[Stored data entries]
◇ ◇ ◇
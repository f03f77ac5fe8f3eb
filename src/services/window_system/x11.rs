use crate::error::Result;
use crate::events::{WindowId, WindowInfo};
use crate::switcher_error;
use tracing::{debug, warn};

use super::r#trait::WindowSystem;
use super::wmctrl::WmctrlClient;
use super::xdotool::XdotoolClient;

/// Оконная система X11 поверх wmctrl (список, активация) и xdotool
/// (активное окно, заголовки)
pub struct X11WindowSystem {
    wmctrl: WmctrlClient,
    xdotool: XdotoolClient,
}

impl X11WindowSystem {
    pub fn new() -> Result<Self> {
        if std::env::var_os("DISPLAY").is_none() {
            return Err(switcher_error!(
                service_unavailable,
                "переменная DISPLAY не задана, нужен сеанс X11"
            ));
        }

        Ok(Self {
            wmctrl: WmctrlClient::new(),
            xdotool: XdotoolClient::new(),
        })
    }

    /// Проверить, что обе утилиты установлены и отвечают
    pub fn probe(&self) -> Result<()> {
        self.wmctrl.test()?;
        self.xdotool.test()?;
        debug!("wmctrl и xdotool доступны");
        Ok(())
    }
}

#[async_trait::async_trait]
impl WindowSystem for X11WindowSystem {
    async fn list_active_windows(&self) -> Result<Vec<WindowInfo>> {
        self.wmctrl.list_windows()
    }

    async fn active_window(&self) -> Result<Option<WindowId>> {
        self.xdotool.get_active_window()
    }

    async fn activate_window(&self, id: WindowId) -> Result<bool> {
        self.wmctrl.activate(id)
    }

    async fn set_window_title(&self, id: WindowId, title: &str) -> Result<bool> {
        match self.xdotool.set_window_name(id, title) {
            Ok(()) => Ok(true),
            Err(e) => {
                warn!("Не удалось сменить заголовок окна {}: {}", id, e);
                Ok(false)
            }
        }
    }
}
use serde::{Deserialize, Serialize};
use std::fmt;

/// Состояние клавиши
#[derive(Debug, Clone, Copy, PartialEq, Eq, Hash, Serialize, Deserialize)]
pub enum KeyState {
    Pressed,
    Released,
    Repeat,
}

impl KeyState {
    /// Перевод значения evdev события (0/1/2)
    pub fn from_evdev_value(value: i32) -> Option<Self> {
        match value {
            0 => Some(KeyState::Released),
            1 => Some(KeyState::Pressed),
            2 => Some(KeyState::Repeat),
            _ => None,
        }
    }

    /// Нажатие или удержание
    pub fn is_down(&self) -> bool {
        matches!(self, KeyState::Pressed | KeyState::Repeat)
    }
}

/// Код клавиши (evdev коды)
#[derive(Debug, Clone, Copy, PartialEq, Eq, Hash, PartialOrd, Ord, Serialize, Deserialize)]
pub struct KeyCode(pub u16);

impl KeyCode {
    pub fn new(code: u16) -> Self {
        Self(code)
    }

    pub fn value(&self) -> u16 {
        self.0
    }
}

impl fmt::Display for KeyCode {
    fn fmt(&self, f: &mut fmt::Formatter<'_>) -> fmt::Result {
        match crate::services::keycode_map::KeycodeMap::get_key_name(self.0) {
            Some(name) => write!(f, "{}", name),
            None => write!(f, "KEY_{}", self.0),
        }
    }
}

/// Нормализованное событие клавиатуры
#[derive(Debug, Clone, PartialEq, Eq)]
pub struct KeyEvent {
    pub key_code: KeyCode,
    pub state: KeyState,
    pub timestamp: std::time::Instant,
}

impl KeyEvent {
    pub fn new(key_code: KeyCode, state: KeyState) -> Self {
        Self {
            key_code,
            state,
            timestamp: std::time::Instant::now(),
        }
    }

    pub fn press(key_code: KeyCode) -> Self {
        Self::new(key_code, KeyState::Pressed)
    }

    pub fn release(key_code: KeyCode) -> Self {
        Self::new(key_code, KeyState::Released)
    }
}

impl fmt::Display for KeyEvent {
    fn fmt(&self, f: &mut fmt::Formatter<'_>) -> fmt::Result {
        write!(
            f,
            "{} {:?} ({}мс)",
            self.key_code,
            self.state,
            self.timestamp.elapsed().as_millis()
        )
    }
}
◇ ◇ ◇
**PROMPT**:
Return every line of the data above in which "WindowId" appears.

**SOLUTION TO THE PROBLEM**:
use crate::events::{WindowId, WindowInfo};
    async fn active_window(&self) -> Result<Option<WindowId>> {
    async fn activate_window(&self, id: WindowId) -> Result<bool> {
    async fn set_window_title(&self, id: WindowId, title: &str) -> Result<bool> {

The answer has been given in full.